In the letter, Krasnov also lauds Oberlin’s “important legacy of social justice.” While apologizing for the offensive nature of the name Viet Cong, he praises Oberlin’s active history of protesting the Vietnam War (which was waged against the Viet Cong and its sponsor, North Vietnam):

This legacy is seen notably in the student protests, demands, and direct action that took place on our campus during the Vietnam War in the late 1960s and early 1970s. In the spring of 1970, in response to the Kent State shootings and President Nixon’s decision to send troops into Cambodia as part of the war against North Vietnam, Oberlin College ended the semester two weeks early. […] Students today commonly and falsely believe that Oberlin does not require its graduating students to don traditional commencement regalia simply because Oberlin is “quirky”; the truth is that the cap and gown was first rejected by students in protest of the Vietnam War and the United States’ involvement in it. […] To allow a band called “Viet Cong” to play a show and make money at Oberlin College would be in complete disregard of Oberlin’s radical history and of the values it professes to uphold.
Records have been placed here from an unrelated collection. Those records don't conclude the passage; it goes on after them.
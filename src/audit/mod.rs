//! Audit logging
//!
//! Every mutation of the budget (item create/update/delete, income and month
//! changes, imports and resets) is appended to `audit.log` with before and
//! after snapshots.
//!
//! - `AuditEntry`: one entry with timestamp, operation, entity and snapshots
//! - `AuditLogger`: JSONL writer/reader for the log file
//! - `generate_diff`: top-level field diff used as the entry summary

mod diff;
mod entry;
mod logger;

pub use diff::generate_diff;
pub use entry::{AuditEntry, EntityType, Operation};
pub use logger::AuditLogger;
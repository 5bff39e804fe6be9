//! Month cursor CLI commands

use clap::Subcommand;

use super::parse_month;
use crate::error::PlannerResult;
use crate::services::BudgetService;
use crate::storage::Storage;

/// Month subcommands
#[derive(Subcommand)]
pub enum MonthCommands {
    /// Show the selected month
    Show,
    /// Go to the next month
    Next,
    /// Go to the previous month
    Prev,
    /// Select a month
    Set {
        /// Month as YYYY-MM
        month: String,
    },
    /// Go back to the current month
    Today,
}

/// Handle a month command
pub fn handle_month_command(storage: &Storage, cmd: MonthCommands) -> PlannerResult<()> {
    let service = BudgetService::new(storage);

    let month = match cmd {
        MonthCommands::Show => service.month_cursor()?,
        MonthCommands::Next => service.next_month()?,
        MonthCommands::Prev => service.prev_month()?,
        MonthCommands::Set { month } => service.set_month(parse_month(&month)?)?,
        MonthCommands::Today => service.current_month(chrono::Local::now().date_naive())?,
    };

    println!("Selected month: {} ({})", month.long_name(), month);
    Ok(())
}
According to the apologetic promoter, it would be against the private Ohio-based college’s values to allow a band named Viet Cong to perform due to its name. However, protests against the war to defeat Viet Cong are part of Oberlin’s “legacy of social justice.” (RELATED: Oberlin Students Beg School Not To Fail Students Who Were Too Busy Protesting)

Krasnov learned of Viet Cong’s nonchalant attitude towards their name through reading and watching the band’s interviews. The band maintains their name isn’t meant to be offensive. According to Krasnov, “The fact that the band openly acknowledges their problematic name, yet fails to change it or do anything about it, highlights this blatantly appropriative move, reinforcing a tradition of American [and Western] orientalism and appropriation.” (RELATED: The 13 Most Rabidly Leftist, Politically Correct Colleges For Dirty, Tree-Hugging Hippies)

According to Stereogum, Viet Cong addressed the cancellation controversy at a show by referencing Wayne’s World 2. The band suggested their name should be changed to “Old Man Fashioning a Kayak” to avoid offending anyone.